From a0ed025ca3d3b0ecb828f518208492ad90821748 Mon Sep 17 00:00:00 2001
From: Grant Arnold <grant.arnold@safe.com>
Date: Wed, 22 Oct 2025 21:51:58 +0000
Subject: [PATCH 06/13] Move command to single line.

---
 .github/workflows/release.yaml | 10 ++--------
 1 file changed, 2 insertions(+), 8 deletions(-)

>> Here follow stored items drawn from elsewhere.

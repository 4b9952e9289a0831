use super::class_record::DEFAULT_DURATION;
use super::roster::RosterSelection;

/// Input of `ClassStore::create`: what the teacher typed, not yet validated.
/// Date and time stay raw so that a blank field can be told apart from a
/// malformed one.
#[derive(Debug, Clone, PartialEq, Eq)]
pub struct ClassDraft {
    pub subject: String,
    pub date: String,
    pub time: String,
    pub duration: u32,
    pub location: String,
    pub roster: RosterSelection,
}

impl Default for ClassDraft {
    fn default() -> Self {
        Self {
            subject: String::new(),
            date: String::new(),
            time: String::new(),
            duration: DEFAULT_DURATION,
            location: String::new(),
            roster: RosterSelection::Names(Vec::new()),
        }
    }
}

impl ClassDraft {
    pub fn new(
        subject: impl Into<String>,
        date: impl Into<String>,
        time: impl Into<String>,
        location: impl Into<String>,
        roster: RosterSelection,
    ) -> Self {
        Self {
            subject: subject.into(),
            date: date.into(),
            time: time.into(),
            location: location.into(),
            roster,
            ..Self::default()
        }
    }

    pub fn with_duration(mut self, minutes: u32) -> Self {
        self.duration = minutes;
        self
    }
}
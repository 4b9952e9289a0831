pub mod initialize;
pub mod log;
pub mod migrate;
pub mod pool;
pub mod repository;
pub mod storage;

pub use repository::{ClassRepository, KvRepository, NotificationRepository};
pub use storage::{KeyValueStore, MemoryStore, SqliteStore};
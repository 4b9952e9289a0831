//! User-facing console messages. Colours are dropped when `NO_COLOR` is set.

use std::fmt;
use std::sync::OnceLock;

const RESET: &str = "\x1b[0m";
const BOLD: &str = "\x1b[1m";

const FG_BLUE: &str = "\x1b[34m";
const FG_GREEN: &str = "\x1b[32m";
const FG_YELLOW: &str = "\x1b[33m";
const FG_RED: &str = "\x1b[31m";

#[derive(Clone, Copy)]
enum Level {
    Info,
    Success,
    Warning,
    Error,
}

impl Level {
    fn icon(self) -> &'static str {
        match self {
            Level::Info => "ℹ️",
            Level::Success => "✅",
            Level::Warning => "⚠️",
            Level::Error => "❌",
        }
    }

    fn color(self) -> &'static str {
        match self {
            Level::Info => FG_BLUE,
            Level::Success => FG_GREEN,
            Level::Warning => FG_YELLOW,
            Level::Error => FG_RED,
        }
    }
}

fn colors_enabled() -> bool {
    static ENABLED: OnceLock<bool> = OnceLock::new();
    *ENABLED.get_or_init(|| std::env::var_os("NO_COLOR").is_none())
}

fn render<T: fmt::Display>(level: Level, msg: T) -> String {
    if colors_enabled() {
        format!("{}{}{} {}{}", level.color(), BOLD, level.icon(), RESET, msg)
    } else {
        format!("{} {}", level.icon(), msg)
    }
}

pub fn info<T: fmt::Display>(msg: T) {
    println!("{}", render(Level::Info, msg));
}

pub fn success<T: fmt::Display>(msg: T) {
    println!("{}", render(Level::Success, msg));
}

pub fn warning<T: fmt::Display>(msg: T) {
    println!("{}", render(Level::Warning, msg));
}

pub fn error<T: fmt::Display>(msg: T) {
    eprintln!("{}", render(Level::Error, msg));
}

/// Section header
pub fn header<T: fmt::Display>(msg: T) {
    if colors_enabled() {
        println!("\n{}{}== {} =={}", FG_BLUE, BOLD, msg, RESET);
    } else {
        println!("\n== {} ==", msg);
    }
}
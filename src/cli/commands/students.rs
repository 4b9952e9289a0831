use crate::config::Config;
use crate::errors::AppResult;
use crate::utils::table::Table;

pub fn handle(cfg: &Config) -> AppResult<()> {
    let directory = cfg.student_directory()?;

    if directory.is_empty() {
        println!("The student directory is empty.");
        return Ok(());
    }

    let mut table = Table::with_headers(&["ROLL", "NAME"]);
    for entry in directory.entries() {
        table.add_row(vec![entry.roll.to_string(), entry.name.clone()]);
    }

    print!("{}", table.render());
    println!("{} students", directory.len());
    Ok(())
}
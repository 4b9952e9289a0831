//! Typed repositories over a `KeyValueStore`.

use crate::db::storage::{
    CLASS_ID_HIGH_WATER, KeyValueStore, STUDENT_CLASSES, STUDENT_NOTIFICATIONS, TEACHER_CLASSES,
};
use crate::errors::{AppError, AppResult};
use crate::models::{ClassRecord, NotificationRecord};
use serde::de::DeserializeOwned;

/// Source of truth for class records.
pub trait ClassRepository {
    fn load_classes(&self) -> AppResult<Vec<ClassRecord>>;

    /// Persist the whole collection; returns only once it is durable.
    fn save_classes(&mut self, classes: &[ClassRecord]) -> AppResult<()>;

    /// Highest id ever saved, deleted classes included; 0 when none.
    fn highest_issued_id(&self) -> AppResult<i64>;
}

pub trait NotificationRepository {
    fn load_notifications(&self) -> AppResult<Vec<NotificationRecord>>;

    fn save_notifications(&mut self, notifications: &[NotificationRecord]) -> AppResult<()>;
}

/// JSON documents under the well-known storage keys.
pub struct KvRepository<S> {
    store: S,
}

impl<S: KeyValueStore> KvRepository<S> {
    pub fn new(store: S) -> Self {
        Self { store }
    }

    pub fn store(&self) -> &S {
        &self.store
    }

    /// The copy the student side reads.
    pub fn load_student_classes(&self) -> AppResult<Vec<ClassRecord>> {
        read_classes(&self.store, STUDENT_CLASSES)
    }

    /// Revisions of (student classes, notifications).
    pub fn student_revisions(&self) -> AppResult<(u64, u64)> {
        Ok((
            self.store.revision(STUDENT_CLASSES)?,
            self.store.revision(STUDENT_NOTIFICATIONS)?,
        ))
    }
}

fn read_list<S: KeyValueStore, T: DeserializeOwned>(store: &S, key: &str) -> AppResult<Vec<T>> {
    match store.get(key)? {
        Some(raw) => Ok(serde_json::from_str(&raw)?),
        None => Ok(Vec::new()),
    }
}

/// Class collections must only mark students they enroll.
fn read_classes<S: KeyValueStore>(store: &S, key: &str) -> AppResult<Vec<ClassRecord>> {
    let classes: Vec<ClassRecord> = read_list(store, key)?;
    for class in &classes {
        if let Some(stranger) = class.attendance.keys().find(|name| !class.is_enrolled(name)) {
            return Err(AppError::Persistence(format!(
                "{key}: class {} marks '{stranger}', who is not enrolled",
                class.id
            )));
        }
    }
    Ok(classes)
}

impl<S: KeyValueStore> ClassRepository for KvRepository<S> {
    fn load_classes(&self) -> AppResult<Vec<ClassRecord>> {
        read_classes(&self.store, TEACHER_CLASSES)
    }

    /// Writes the teacher collection, its student mirror and the id
    /// high-water mark together.
    fn save_classes(&mut self, classes: &[ClassRecord]) -> AppResult<()> {
        let json = serde_json::to_string(classes)?;
        let high_water = classes
            .iter()
            .map(|c| c.id)
            .max()
            .unwrap_or(0)
            .max(self.highest_issued_id()?);

        self.store.set_many(&[
            (TEACHER_CLASSES, json.clone()),
            (STUDENT_CLASSES, json),
            (CLASS_ID_HIGH_WATER, high_water.to_string()),
        ])
    }

    fn highest_issued_id(&self) -> AppResult<i64> {
        match self.store.get(CLASS_ID_HIGH_WATER)? {
            Some(raw) => raw.trim().parse().map_err(|_| {
                AppError::Persistence(format!("{CLASS_ID_HIGH_WATER}: not an id: '{raw}'"))
            }),
            None => Ok(0),
        }
    }
}

impl<S: KeyValueStore> NotificationRepository for KvRepository<S> {
    fn load_notifications(&self) -> AppResult<Vec<NotificationRecord>> {
        read_list(&self.store, STUDENT_NOTIFICATIONS)
    }

    fn save_notifications(&mut self, notifications: &[NotificationRecord]) -> AppResult<()> {
        let json = serde_json::to_string(notifications)?;
        self.store.set(STUDENT_NOTIFICATIONS, json)
    }
}

impl<T: NotificationRepository + ?Sized> NotificationRepository for &mut T {
    fn load_notifications(&self) -> AppResult<Vec<NotificationRecord>> {
        (**self).load_notifications()
    }

    fn save_notifications(&mut self, notifications: &[NotificationRecord]) -> AppResult<()> {
        (**self).save_notifications(notifications)
    }
}
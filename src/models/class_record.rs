use super::attendance::{AttendanceMap, AttendanceStatus};
use super::class_status::ClassStatus;
use chrono::{NaiveDate, NaiveTime};
use serde::{Deserialize, Serialize};

pub const MIN_DURATION: u32 = 15;
pub const MAX_DURATION: u32 = 300;
pub const DEFAULT_DURATION: u32 = 60;

/// A scheduled (or already held) class.
///
/// Stored as one element of the JSON array under `teacher_classes`:
/// dates are `YYYY-MM-DD`, times `HH:MM`.
#[derive(Debug, Clone, PartialEq, Eq, Serialize, Deserialize)]
pub struct ClassRecord {
    pub id: i64,
    pub subject: String,
    pub date: NaiveDate,
    #[serde(with = "hhmm")]
    pub time: NaiveTime,
    pub duration: u32,
    pub location: String,
    pub students: Vec<String>,
    #[serde(default)]
    pub status: ClassStatus,
    #[serde(default)]
    pub attendance: AttendanceMap,
}

/// Per-class attendance tally (total enrolled, marked, present).
#[derive(Debug, Clone, Copy, PartialEq, Eq, Default, Serialize)]
pub struct AttendanceTally {
    pub total: usize,
    pub marked: usize,
    pub present: usize,
}

impl ClassRecord {
    pub fn date_str(&self) -> String {
        self.date.format("%Y-%m-%d").to_string()
    }

    pub fn time_str(&self) -> String {
        self.time.format("%H:%M").to_string()
    }

    pub fn is_completed(&self) -> bool {
        self.status.is_completed()
    }

    pub fn is_enrolled(&self, student: &str) -> bool {
        self.students.iter().any(|s| s == student)
    }

    pub fn mark_of(&self, student: &str) -> Option<AttendanceStatus> {
        self.attendance.get(student).copied()
    }

    /// Attendance transition: replaces the map wholesale and completes the class.
    ///
    /// Total: an empty map still completes the class. Callers validate
    /// the keys beforehand (see `ClassStore::save_attendance`).
    pub fn complete(mut self, attendance: AttendanceMap) -> ClassRecord {
        self.attendance = attendance;
        self.status = ClassStatus::Completed;
        self
    }

    /// Map with every enrolled student marked present.
    pub fn all_present(&self) -> AttendanceMap {
        self.students
            .iter()
            .map(|s| (s.clone(), AttendanceStatus::Present))
            .collect()
    }

    pub fn tally(&self) -> AttendanceTally {
        AttendanceTally {
            total: self.students.len(),
            marked: self.attendance.len(),
            present: self.attendance.values().filter(|s| s.is_present()).count(),
        }
    }
}

/// Initials of a display name ("Imran Mahmud" → "IM").
pub fn initials(name: &str) -> String {
    name.split_whitespace()
        .filter_map(|part| part.chars().next())
        .collect()
}

mod hhmm {
    use chrono::NaiveTime;
    use serde::{Deserialize, Deserializer, Serializer};

    pub fn serialize<S: Serializer>(t: &NaiveTime, s: S) -> Result<S::Ok, S::Error> {
        s.serialize_str(&t.format("%H:%M").to_string())
    }

    pub fn deserialize<'de, D: Deserializer<'de>>(d: D) -> Result<NaiveTime, D::Error> {
        let raw = String::deserialize(d)?;
        crate::utils::time::parse_hhmm(&raw)
            .ok_or_else(|| serde::de::Error::custom(format!("invalid time '{raw}'")))
    }
}
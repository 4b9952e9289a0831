use crate::errors::AppResult;
use chrono::Local;
use rusqlite::Connection;
use rusqlite::params;

/// Write an internal log line into the `log` table.
pub fn ttlog(conn: &Connection, operation: &str, target: &str, message: &str) -> AppResult<()> {
    let now = Local::now().to_rfc3339();

    let mut stmt = conn.prepare_cached(
        "INSERT INTO log (date, operation, target, message)
         VALUES (?1, ?2, ?3, ?4)",
    )?;

    stmt.execute(params![now, operation, target, message])?;

    Ok(())
}
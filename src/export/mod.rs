// src/export/mod.rs

pub(crate) mod fs_utils;
mod json_csv;
pub mod logic;
pub mod model;

pub use logic::ExportLogic;
pub use model::AttendanceExport;

use crate::ui::messages::success;
use clap::ValueEnum;
use std::path::Path;

/// Common completion message for exports.
pub(crate) fn notify_export_success(label: &str, path: &Path) {
    success(format!("{label} export completed: {}", path.display()));
}

#[derive(Clone, Copy, Debug, PartialEq, Eq, ValueEnum)]
pub enum ExportFormat {
    Csv,
    Json,
}

impl ExportFormat {
    pub fn as_str(&self) -> &'static str {
        match self {
            ExportFormat::Csv => "csv",
            ExportFormat::Json => "json",
        }
    }
}
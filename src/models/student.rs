use crate::errors::{AppError, AppResult};
use serde::{Deserialize, Serialize};
use std::fs;
use std::path::Path;

const BUILTIN_DIRECTORY: &str = include_str!("../../data/students.json");

#[derive(Debug, Clone, PartialEq, Eq, Serialize, Deserialize)]
pub struct StudentDirectoryEntry {
    pub name: String,
    pub roll: i64,
}

/// Read-only lookup table used for roll-range enrollment.
#[derive(Debug, Clone, Default, PartialEq, Eq)]
pub struct StudentDirectory {
    entries: Vec<StudentDirectoryEntry>,
}

impl StudentDirectory {
    pub fn new(entries: Vec<StudentDirectoryEntry>) -> Self {
        Self { entries }
    }

    /// Directory shipped with the binary.
    pub fn builtin() -> AppResult<Self> {
        Self::from_json(BUILTIN_DIRECTORY)
    }

    pub fn from_json(json: &str) -> AppResult<Self> {
        let entries: Vec<StudentDirectoryEntry> = serde_json::from_str(json)?;
        Ok(Self { entries })
    }

    pub fn from_file(path: &Path) -> AppResult<Self> {
        let content = fs::read_to_string(path).map_err(|e| {
            AppError::Config(format!(
                "cannot read student directory {}: {e}",
                path.display()
            ))
        })?;
        Self::from_json(&content)
    }

    pub fn entries(&self) -> &[StudentDirectoryEntry] {
        &self.entries
    }

    pub fn len(&self) -> usize {
        self.entries.len()
    }

    pub fn is_empty(&self) -> bool {
        self.entries.is_empty()
    }

    /// Entries with `start <= roll <= end`, in directory order.
    pub fn in_roll_range(&self, start: i64, end: i64) -> impl Iterator<Item = &StudentDirectoryEntry> {
        self.entries
            .iter()
            .filter(move |e| e.roll >= start && e.roll <= end)
    }
}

diff --git a/.github/workflows/release.yaml b/.github/workflows/release.yaml
index 7361b08..779839e 100644
--- a/.github/workflows/release.yaml
+++ b/.github/workflows/release.yaml
@@ -95,10 +95,7 @@ jobs:
       run: |
           set -eu
           $agentIP = (Invoke-WebRequest -Uri https://api.ipify.org/).Content
-          az keyvault network-rule add \
-            -g "${{ secrets.AZURE_RESOURCE_GROUP }}" \
-            -n "${{ secrets.KEY_VAULT_NAME }}" \
-            --ip-address $agentIP
+          az keyvault network-rule add -g "${{ secrets.AZURE_RESOURCE_GROUP }}" -n "${{ secrets.KEY_VAULT_NAME }}" --ip-address $agentIP
           az keyvault network-rule wait -n "${{ secrets.KEY_VAULT_NAME }}" --updated
 
     - name: Install AzureSignTool
@@ -121,10 +118,7 @@ jobs:
       run: |
           set -eu
           $agentIP = (Invoke-WebRequest -Uri https://api.ipify.org/).Content
-          az keyvault network-rule remove \
-            -g "${{ secrets.AZURE_RESOURCE_GROUP }}" \
-            -n "${{ secrets.KEY_VAULT_NAME }}" \
-            --ip-address $agentIP
+          az keyvault network-rule remove -g "${{ secrets.AZURE_RESOURCE_GROUP }}" -n "${{ secrets.KEY_VAULT_NAME }}" --ip-address $agentIP
     
     - name: Reupload artifact
       uses: actions/upload-artifact@v4

From 85c071187a718ef3f1350ef45ddfd9cf2f6bde54 Mon Sep 17 00:00:00 2001
From: Grant Arnold <grant.arnold@safe.com>
Date: Wed, 22 Oct 2025 21:54:15 +0000
Subject: [PATCH 07/13] Remove accidental bashism

---
 .github/workflows/release.yaml | 2 --
 1 file changed, 2 deletions(-)

diff --git a/.github/workflows/release.yaml b/.github/workflows/release.yaml
index 779839e..e11a8cc 100644
--- a/.github/workflows/release.yaml
+++ b/.github/workflows/release.yaml
@@ -93,7 +93,6 @@ jobs:
 
     - name: Whitelist GitHub Runner IP
       run: |
-          set -eu
           $agentIP = (Invoke-WebRequest -Uri https://api.ipify.org/).Content
           az keyvault network-rule add -g "${{ secrets.AZURE_RESOURCE_GROUP }}" -n "${{ secrets.KEY_VAULT_NAME }}" --ip-address $agentIP
           az keyvault network-rule wait -n "${{ secrets.KEY_VAULT_NAME }}" --updated
@@ -116,7 +115,6 @@ jobs:
 
     - name: Remove IP from Key Vault firewall
       run: |
-          set -eu
           $agentIP = (Invoke-WebRequest -Uri https://api.ipify.org/).Content
           az keyvault network-rule remove -g "${{ secrets.AZURE_RESOURCE_GROUP }}" -n "${{ secrets.KEY_VAULT_NAME }}" --ip-address $agentIP
     

From d812012683d851c927f7c36869ae97fc2226be70 Mon Sep 17 00:00:00 2001
From: Grant Arnold <grant.arnold@safe.com>
Date: Wed, 22 Oct 2025 21:58:33 +0000
Subject: [PATCH 08/13] Fix multiline command escape character

---
 .github/workflows/release.yaml | 16 ++++++++--------
 1 file changed, 8 insertions(+), 8 deletions(-)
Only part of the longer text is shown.